*** Opening Extracted information ***

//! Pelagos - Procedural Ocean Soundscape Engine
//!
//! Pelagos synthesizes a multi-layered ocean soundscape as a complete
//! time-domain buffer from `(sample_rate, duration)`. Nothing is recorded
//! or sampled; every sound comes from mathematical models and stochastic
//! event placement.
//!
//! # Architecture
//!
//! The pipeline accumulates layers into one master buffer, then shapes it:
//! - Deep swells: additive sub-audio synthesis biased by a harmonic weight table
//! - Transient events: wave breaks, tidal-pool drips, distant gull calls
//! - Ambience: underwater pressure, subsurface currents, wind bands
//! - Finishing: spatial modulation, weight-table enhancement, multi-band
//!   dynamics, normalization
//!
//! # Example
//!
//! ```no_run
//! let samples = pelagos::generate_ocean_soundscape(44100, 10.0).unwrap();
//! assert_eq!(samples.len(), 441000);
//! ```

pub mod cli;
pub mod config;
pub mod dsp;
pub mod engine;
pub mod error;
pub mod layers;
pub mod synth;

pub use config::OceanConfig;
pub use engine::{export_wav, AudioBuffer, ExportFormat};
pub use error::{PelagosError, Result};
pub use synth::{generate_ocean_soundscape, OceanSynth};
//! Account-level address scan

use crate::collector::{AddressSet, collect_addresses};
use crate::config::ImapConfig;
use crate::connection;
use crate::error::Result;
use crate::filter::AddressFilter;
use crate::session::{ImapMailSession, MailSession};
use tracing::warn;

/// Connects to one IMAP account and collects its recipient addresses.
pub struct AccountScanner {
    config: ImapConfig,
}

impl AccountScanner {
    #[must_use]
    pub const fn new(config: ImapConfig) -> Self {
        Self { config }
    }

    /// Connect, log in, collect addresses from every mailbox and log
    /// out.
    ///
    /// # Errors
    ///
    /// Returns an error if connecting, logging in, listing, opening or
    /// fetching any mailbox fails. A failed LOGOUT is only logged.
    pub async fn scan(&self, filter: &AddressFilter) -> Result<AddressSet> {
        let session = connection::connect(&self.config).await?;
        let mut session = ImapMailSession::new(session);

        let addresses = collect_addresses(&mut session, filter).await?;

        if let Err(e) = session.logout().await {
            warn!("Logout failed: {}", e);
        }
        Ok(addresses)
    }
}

*** Closing Extracted information ***

Every line above holding the string "AccountScanner" should be listed.

• **Response below**
pub struct AccountScanner {
impl AccountScanner {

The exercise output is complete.